Emergency responders such as firemen, policemen and disaster rescue workers could soon use a powerful new tool to locate one another as well as survivors during missions.
Prof Tan Soon Yim at Centre for Infocomm Technology (INFINITUS), School of Electrical and Electronic Engineering, has come up with a Real-Time Localisation (RTL) system that drastically reduces the amount of hardware needed and works even in environments filled with typical signal-blocking obstacles. Their revolutionary technology could be used in rescue and counter-terrorism missions, and in places without Global Positioning System (GPS) signals, such as tunnels.
Two localisation techniques are often used in cities and buildings.

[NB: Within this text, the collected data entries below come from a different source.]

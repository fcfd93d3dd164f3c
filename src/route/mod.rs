//! # Route Module
//!
//! Route definitions are the input to everything else in the crate: an
//! immutable description of one endpoint (method, raw path pattern, unique
//! name, per-placeholder constraints and an opaque handler reference).
//!
//! Definitions can be built in code or loaded from a route table file:
//!
//! ```rust,ignore
//! use routekit::route::load_routes;
//!
//! let routes = load_routes("config/routes.yaml")?;
//! ```

mod load;
mod types;

pub use load::*;
pub use types::*;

One method uses reference nodes installed at known locations to pinpoint mobile nodes carried by people or objects. This system, however, usually requires at least three reference nodes to have line of sight to the mobile node, so many reference nodes must be installed. The other technique, called “fingerprinting”, does not need sightlines between the reference and mobile nodes, but users must have prior knowledge of the characteristics of the signals passing between the nodes. They must also calibrate the data for different environments.
Both techniques are impractical for emergency missions, such as riot control and search-and-rescue situations, as the environments are usually unknown to the responders and pre-installing reference nodes is not feasible. The School system consists of mobile nodes that use antenna array to send and receive microwave signals even through obstacles such as walls. Each node has four commercial, off-the-shelf Wi-FI antennas, making any two nodes a multiple input and multiple output localisation system.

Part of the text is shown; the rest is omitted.